- _Directions for this task_:
Would you write out all of the entries below, exactly as they stand?

Stored items

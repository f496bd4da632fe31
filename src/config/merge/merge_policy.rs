//! Merge rules: defaults, override order, conflict handling.

use config::Config;
use config::ConfigBuilder;
use config::ConfigError;

/// Create a Config builder with merge policy defaults applied.
pub fn builder_with_defaults() -> Result<ConfigBuilder<config::builder::DefaultState>, ConfigError>
{
    Config::builder()
        .set_default("server", "")?
        .set_default("auth_method", "cyberark")?
        .set_default("output_format", "table")?
        .set_default("history_size", 1000)?
        .set_default("verify_tls", true)?
        .set_default("timeout_secs", 30)
}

- _Answer area_:
repository f496bd4da632fe31
filename src/config/merge/merge_policy.rs
//! Merge rules: defaults, override order, conflict handling.

use config::Config;
use config::ConfigBuilder;
use config::ConfigError;

/// Create a Config builder with merge policy defaults applied.
pub fn builder_with_defaults() -> Result<ConfigBuilder<config::builder::DefaultState>, ConfigError>
{
    Config::builder()
        .set_default("server", "")?
        .set_default("auth_method", "cyberark")?
        .set_default("output_format", "table")?
        .set_default("history_size", 1000)?
        .set_default("verify_tls", true)?
        .set_default("timeout_secs", 30)
}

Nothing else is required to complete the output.